Use the entries below and reproduce exactly the lines from the one containing "pub enum SummarizeError" down to the one containing "a local extractive", both of them included.

Task inputs

-=-=-

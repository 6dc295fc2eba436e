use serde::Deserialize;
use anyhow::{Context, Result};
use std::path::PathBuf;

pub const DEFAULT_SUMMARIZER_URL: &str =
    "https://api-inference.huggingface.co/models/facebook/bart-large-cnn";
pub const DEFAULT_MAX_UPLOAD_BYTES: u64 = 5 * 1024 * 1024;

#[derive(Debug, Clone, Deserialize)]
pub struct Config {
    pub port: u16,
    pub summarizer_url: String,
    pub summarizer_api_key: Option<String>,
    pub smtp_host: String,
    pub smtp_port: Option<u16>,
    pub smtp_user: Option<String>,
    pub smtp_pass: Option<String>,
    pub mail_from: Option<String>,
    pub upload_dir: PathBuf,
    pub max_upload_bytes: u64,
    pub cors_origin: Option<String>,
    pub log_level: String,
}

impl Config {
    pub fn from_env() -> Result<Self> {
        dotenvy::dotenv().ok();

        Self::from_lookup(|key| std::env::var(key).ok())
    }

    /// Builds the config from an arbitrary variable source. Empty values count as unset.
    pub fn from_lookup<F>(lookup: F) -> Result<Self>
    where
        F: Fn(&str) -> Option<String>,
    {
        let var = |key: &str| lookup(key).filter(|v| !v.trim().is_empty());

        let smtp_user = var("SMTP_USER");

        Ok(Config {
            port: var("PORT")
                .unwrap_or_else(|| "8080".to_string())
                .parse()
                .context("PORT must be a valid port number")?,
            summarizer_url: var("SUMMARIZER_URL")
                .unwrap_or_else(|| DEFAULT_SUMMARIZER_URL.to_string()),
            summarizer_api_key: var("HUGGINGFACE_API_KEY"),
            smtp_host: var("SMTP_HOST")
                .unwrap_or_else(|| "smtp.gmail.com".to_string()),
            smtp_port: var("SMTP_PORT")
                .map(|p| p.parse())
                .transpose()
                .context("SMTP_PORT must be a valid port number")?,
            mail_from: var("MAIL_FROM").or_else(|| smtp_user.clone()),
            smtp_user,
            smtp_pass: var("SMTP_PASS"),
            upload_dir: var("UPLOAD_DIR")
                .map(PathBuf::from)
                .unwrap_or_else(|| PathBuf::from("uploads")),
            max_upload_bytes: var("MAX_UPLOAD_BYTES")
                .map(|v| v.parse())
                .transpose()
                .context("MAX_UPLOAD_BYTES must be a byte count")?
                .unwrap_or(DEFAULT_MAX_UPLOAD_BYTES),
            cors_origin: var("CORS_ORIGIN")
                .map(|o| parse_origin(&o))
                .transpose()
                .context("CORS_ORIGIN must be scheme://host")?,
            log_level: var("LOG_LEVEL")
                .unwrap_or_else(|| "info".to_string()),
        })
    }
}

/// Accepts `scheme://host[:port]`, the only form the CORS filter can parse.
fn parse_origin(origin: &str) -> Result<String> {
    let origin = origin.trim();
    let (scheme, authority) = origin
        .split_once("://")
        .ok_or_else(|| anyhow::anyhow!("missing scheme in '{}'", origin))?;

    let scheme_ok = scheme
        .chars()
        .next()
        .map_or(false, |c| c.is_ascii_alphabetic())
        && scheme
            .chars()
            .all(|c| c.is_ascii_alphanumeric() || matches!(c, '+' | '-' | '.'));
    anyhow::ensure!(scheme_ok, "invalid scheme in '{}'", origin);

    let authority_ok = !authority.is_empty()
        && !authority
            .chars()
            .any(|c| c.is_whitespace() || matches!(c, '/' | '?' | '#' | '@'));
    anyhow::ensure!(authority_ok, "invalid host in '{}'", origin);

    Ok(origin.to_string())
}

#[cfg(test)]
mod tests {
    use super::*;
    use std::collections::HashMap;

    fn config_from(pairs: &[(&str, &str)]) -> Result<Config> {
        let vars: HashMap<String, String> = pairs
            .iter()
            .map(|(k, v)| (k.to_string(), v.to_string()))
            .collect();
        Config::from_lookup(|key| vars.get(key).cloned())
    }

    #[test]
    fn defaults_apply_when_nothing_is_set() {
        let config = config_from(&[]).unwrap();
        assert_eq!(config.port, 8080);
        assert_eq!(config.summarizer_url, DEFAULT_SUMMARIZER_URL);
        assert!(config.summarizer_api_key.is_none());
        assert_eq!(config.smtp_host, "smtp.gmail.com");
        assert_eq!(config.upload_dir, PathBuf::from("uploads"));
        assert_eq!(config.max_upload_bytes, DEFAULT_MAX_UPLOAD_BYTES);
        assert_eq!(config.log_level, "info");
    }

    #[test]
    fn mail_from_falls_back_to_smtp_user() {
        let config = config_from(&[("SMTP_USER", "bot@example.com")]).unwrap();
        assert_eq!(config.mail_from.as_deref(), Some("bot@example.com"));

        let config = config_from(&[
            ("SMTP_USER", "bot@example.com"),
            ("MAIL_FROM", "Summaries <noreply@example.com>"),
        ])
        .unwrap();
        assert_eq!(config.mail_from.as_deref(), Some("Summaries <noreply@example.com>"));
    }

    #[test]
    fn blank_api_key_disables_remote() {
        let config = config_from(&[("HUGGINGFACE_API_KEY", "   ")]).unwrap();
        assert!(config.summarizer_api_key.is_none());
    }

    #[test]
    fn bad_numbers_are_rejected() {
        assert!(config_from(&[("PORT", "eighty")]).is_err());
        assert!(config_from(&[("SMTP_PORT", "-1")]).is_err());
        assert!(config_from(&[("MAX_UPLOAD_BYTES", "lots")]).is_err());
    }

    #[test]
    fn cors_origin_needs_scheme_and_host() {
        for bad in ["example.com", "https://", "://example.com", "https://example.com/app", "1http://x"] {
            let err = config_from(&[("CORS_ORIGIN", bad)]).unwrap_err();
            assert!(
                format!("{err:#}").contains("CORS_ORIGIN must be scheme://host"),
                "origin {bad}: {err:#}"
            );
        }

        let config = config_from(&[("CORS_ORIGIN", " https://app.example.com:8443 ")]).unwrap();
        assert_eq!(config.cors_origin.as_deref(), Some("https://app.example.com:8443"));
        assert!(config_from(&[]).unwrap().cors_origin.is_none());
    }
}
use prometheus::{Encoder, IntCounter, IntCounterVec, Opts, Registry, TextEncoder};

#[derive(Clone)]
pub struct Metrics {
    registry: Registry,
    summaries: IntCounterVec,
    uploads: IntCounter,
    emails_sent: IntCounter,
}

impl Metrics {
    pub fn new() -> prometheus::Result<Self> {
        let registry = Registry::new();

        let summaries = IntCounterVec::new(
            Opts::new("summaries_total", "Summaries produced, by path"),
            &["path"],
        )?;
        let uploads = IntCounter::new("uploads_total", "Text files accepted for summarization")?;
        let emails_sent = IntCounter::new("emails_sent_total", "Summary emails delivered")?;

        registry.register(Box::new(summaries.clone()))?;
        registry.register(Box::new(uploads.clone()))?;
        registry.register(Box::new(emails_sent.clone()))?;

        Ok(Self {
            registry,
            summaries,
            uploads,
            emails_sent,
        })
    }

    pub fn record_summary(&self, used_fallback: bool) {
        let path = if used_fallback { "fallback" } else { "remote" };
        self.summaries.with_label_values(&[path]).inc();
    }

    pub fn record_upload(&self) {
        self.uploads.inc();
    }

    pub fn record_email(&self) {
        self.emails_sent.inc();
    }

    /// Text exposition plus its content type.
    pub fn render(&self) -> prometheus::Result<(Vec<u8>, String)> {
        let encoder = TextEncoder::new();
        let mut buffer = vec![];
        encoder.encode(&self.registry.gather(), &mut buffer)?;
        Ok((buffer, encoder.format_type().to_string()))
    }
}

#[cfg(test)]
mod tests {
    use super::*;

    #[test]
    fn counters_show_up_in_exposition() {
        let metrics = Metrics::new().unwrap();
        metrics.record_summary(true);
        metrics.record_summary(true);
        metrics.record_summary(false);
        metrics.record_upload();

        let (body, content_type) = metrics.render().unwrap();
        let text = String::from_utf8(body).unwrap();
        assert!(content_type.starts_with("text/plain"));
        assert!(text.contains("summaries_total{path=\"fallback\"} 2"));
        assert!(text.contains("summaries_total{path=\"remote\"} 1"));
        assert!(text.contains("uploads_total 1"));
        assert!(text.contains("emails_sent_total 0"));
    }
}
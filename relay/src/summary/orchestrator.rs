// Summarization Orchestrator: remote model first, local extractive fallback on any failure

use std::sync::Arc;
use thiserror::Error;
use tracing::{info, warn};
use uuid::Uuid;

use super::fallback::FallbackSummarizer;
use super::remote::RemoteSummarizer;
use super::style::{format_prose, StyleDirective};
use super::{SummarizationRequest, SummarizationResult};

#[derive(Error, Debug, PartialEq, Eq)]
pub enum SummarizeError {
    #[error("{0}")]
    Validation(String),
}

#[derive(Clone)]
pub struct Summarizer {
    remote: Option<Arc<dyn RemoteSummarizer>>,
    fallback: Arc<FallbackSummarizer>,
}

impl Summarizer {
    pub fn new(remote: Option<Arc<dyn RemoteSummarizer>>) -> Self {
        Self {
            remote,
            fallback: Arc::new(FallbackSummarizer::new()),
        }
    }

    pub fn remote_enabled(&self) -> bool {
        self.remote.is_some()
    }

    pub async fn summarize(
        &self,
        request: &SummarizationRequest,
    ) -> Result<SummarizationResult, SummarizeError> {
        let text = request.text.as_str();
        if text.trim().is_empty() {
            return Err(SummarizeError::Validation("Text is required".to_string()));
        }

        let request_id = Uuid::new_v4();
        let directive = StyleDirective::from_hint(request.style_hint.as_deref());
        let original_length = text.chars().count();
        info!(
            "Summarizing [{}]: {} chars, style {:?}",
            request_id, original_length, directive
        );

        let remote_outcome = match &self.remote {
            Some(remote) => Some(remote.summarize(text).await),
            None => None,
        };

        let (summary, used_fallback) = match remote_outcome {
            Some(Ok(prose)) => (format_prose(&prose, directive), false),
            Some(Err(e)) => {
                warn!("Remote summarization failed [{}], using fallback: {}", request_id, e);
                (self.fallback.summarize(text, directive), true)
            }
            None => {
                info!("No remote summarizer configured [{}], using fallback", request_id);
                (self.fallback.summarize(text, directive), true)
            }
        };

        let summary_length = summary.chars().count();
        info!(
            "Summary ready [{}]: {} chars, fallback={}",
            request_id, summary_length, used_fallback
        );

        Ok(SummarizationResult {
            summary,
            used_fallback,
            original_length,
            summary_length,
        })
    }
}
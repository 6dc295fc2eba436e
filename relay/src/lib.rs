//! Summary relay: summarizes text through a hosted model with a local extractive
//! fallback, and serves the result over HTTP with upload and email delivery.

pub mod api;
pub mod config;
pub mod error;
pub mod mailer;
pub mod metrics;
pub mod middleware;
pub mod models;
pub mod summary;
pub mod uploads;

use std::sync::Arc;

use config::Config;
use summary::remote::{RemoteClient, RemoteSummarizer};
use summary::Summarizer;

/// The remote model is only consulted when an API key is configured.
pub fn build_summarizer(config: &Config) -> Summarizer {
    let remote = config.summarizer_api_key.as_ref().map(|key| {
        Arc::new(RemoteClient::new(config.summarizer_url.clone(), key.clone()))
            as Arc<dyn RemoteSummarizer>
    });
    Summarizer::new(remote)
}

-=-=-

Finished task
pub enum SummarizeError {
    #[error("{0}")]
    Validation(String),
}

#[derive(Clone)]
pub struct Summarizer {
    remote: Option<Arc<dyn RemoteSummarizer>>,
    fallback: Arc<FallbackSummarizer>,
}

impl Summarizer {
    pub fn new(remote: Option<Arc<dyn RemoteSummarizer>>) -> Self {
        Self {
            remote,
            fallback: Arc::new(FallbackSummarizer::new()),
        }
    }

    pub fn remote_enabled(&self) -> bool {
        self.remote.is_some()
    }

    pub async fn summarize(
        &self,
        request: &SummarizationRequest,
    ) -> Result<SummarizationResult, SummarizeError> {
        let text = request.text.as_str();
        if text.trim().is_empty() {
            return Err(SummarizeError::Validation("Text is required".to_string()));
        }

        let request_id = Uuid::new_v4();
        let directive = StyleDirective::from_hint(request.style_hint.as_deref());
        let original_length = text.chars().count();
        info!(
            "Summarizing [{}]: {} chars, style {:?}",
            request_id, original_length, directive
        );

        let remote_outcome = match &self.remote {
            Some(remote) => Some(remote.summarize(text).await),
            None => None,
        };

        let (summary, used_fallback) = match remote_outcome {
            Some(Ok(prose)) => (format_prose(&prose, directive), false),
            Some(Err(e)) => {
                warn!("Remote summarization failed [{}], using fallback: {}", request_id, e);
                (self.fallback.summarize(text, directive), true)
            }
            None => {
                info!("No remote summarizer configured [{}], using fallback", request_id);
                (self.fallback.summarize(text, directive), true)
            }
        };

        let summary_length = summary.chars().count();
        info!(
            "Summary ready [{}]: {} chars, fallback={}",
            request_id, summary_length, used_fallback
        );

        Ok(SummarizationResult {
            summary,
            used_fallback,
            original_length,
            summary_length,
        })
    }
}
repository 6dc295fc2eba436e
filename relay/src/lib.rs
//! Summary relay: summarizes text through a hosted model with a local extractive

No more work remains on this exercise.